- _ASSIGNED TASK_
Report every line below that has the string "static" in it.

- _INPUT RECORDS_
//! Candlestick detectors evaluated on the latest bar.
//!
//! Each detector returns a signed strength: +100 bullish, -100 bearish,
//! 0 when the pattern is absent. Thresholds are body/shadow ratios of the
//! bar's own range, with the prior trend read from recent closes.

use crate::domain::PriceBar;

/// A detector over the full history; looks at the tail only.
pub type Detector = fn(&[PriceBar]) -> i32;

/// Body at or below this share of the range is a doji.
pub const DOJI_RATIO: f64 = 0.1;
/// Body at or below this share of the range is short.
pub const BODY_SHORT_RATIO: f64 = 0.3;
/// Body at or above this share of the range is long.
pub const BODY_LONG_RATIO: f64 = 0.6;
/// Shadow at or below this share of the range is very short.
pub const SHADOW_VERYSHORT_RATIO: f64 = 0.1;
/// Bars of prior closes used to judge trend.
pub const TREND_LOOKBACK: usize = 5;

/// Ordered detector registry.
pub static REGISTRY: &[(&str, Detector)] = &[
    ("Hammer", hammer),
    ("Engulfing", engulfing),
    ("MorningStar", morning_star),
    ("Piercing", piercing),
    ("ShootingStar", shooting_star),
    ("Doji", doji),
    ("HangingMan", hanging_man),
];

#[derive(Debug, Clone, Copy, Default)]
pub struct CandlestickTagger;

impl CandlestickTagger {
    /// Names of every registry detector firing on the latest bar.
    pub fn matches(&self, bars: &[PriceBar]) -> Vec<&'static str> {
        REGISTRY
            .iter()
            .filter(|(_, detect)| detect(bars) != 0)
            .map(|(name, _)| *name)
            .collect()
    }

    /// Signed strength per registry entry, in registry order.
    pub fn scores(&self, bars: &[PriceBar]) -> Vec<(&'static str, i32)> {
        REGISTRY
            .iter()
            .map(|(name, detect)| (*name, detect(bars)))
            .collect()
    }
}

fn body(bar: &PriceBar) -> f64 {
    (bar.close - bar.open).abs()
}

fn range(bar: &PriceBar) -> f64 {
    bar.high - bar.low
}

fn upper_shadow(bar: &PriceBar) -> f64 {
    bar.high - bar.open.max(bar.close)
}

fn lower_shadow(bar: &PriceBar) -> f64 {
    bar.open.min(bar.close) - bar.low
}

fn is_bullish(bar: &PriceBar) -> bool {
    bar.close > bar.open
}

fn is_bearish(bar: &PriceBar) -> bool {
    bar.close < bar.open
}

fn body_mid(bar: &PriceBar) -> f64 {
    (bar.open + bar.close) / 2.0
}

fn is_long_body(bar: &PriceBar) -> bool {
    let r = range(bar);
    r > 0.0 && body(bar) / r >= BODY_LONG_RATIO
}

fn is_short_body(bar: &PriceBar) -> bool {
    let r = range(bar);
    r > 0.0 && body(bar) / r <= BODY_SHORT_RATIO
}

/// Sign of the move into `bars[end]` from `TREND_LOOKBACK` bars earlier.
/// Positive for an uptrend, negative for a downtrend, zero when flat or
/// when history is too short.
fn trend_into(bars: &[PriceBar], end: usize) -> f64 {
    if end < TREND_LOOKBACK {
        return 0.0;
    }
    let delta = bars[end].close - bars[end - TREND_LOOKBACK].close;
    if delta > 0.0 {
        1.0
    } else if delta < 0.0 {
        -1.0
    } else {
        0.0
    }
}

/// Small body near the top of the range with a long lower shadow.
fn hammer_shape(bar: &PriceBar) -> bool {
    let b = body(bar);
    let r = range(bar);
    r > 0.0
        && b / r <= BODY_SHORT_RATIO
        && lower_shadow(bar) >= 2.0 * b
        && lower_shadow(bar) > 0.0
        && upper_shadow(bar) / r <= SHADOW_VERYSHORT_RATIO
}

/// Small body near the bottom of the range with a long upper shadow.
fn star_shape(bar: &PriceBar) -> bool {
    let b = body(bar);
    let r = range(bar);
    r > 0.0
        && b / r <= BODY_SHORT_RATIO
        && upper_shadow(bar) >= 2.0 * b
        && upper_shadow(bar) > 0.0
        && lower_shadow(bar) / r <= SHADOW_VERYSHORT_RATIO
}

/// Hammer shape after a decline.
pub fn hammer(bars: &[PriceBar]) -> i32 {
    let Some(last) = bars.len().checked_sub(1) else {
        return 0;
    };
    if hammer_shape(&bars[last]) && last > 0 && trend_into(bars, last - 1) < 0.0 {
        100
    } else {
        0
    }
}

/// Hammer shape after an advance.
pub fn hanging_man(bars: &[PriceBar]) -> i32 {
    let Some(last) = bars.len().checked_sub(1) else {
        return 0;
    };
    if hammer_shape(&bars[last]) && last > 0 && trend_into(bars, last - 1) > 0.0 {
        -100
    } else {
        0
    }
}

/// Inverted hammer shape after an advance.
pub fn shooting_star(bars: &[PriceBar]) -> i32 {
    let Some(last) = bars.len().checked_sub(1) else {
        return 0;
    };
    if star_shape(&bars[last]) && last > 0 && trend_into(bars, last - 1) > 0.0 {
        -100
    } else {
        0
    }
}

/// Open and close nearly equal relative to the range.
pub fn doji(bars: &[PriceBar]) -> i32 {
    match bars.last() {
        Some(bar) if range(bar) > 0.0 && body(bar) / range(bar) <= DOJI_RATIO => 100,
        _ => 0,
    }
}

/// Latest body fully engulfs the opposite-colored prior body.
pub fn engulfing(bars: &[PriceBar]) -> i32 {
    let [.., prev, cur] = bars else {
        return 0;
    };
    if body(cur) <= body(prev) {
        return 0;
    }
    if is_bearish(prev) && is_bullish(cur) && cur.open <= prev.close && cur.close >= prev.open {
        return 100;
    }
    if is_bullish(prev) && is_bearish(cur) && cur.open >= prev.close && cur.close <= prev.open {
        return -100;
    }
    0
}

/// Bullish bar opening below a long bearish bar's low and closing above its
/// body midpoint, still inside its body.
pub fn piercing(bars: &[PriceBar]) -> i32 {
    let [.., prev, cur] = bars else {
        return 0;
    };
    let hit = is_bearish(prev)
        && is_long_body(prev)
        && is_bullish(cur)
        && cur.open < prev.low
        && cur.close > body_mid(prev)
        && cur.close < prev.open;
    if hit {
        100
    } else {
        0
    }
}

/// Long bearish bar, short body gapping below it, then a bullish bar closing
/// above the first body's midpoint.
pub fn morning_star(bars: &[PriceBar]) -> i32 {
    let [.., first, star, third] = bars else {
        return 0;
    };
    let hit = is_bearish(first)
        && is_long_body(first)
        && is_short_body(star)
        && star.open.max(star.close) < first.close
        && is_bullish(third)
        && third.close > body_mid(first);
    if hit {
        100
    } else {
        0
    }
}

- _FINISHED EXERCISE_
pub static REGISTRY: &[(&str, Detector)] = &[
    pub fn matches(&self, bars: &[PriceBar]) -> Vec<&'static str> {
    pub fn scores(&self, bars: &[PriceBar]) -> Vec<(&'static str, i32)> {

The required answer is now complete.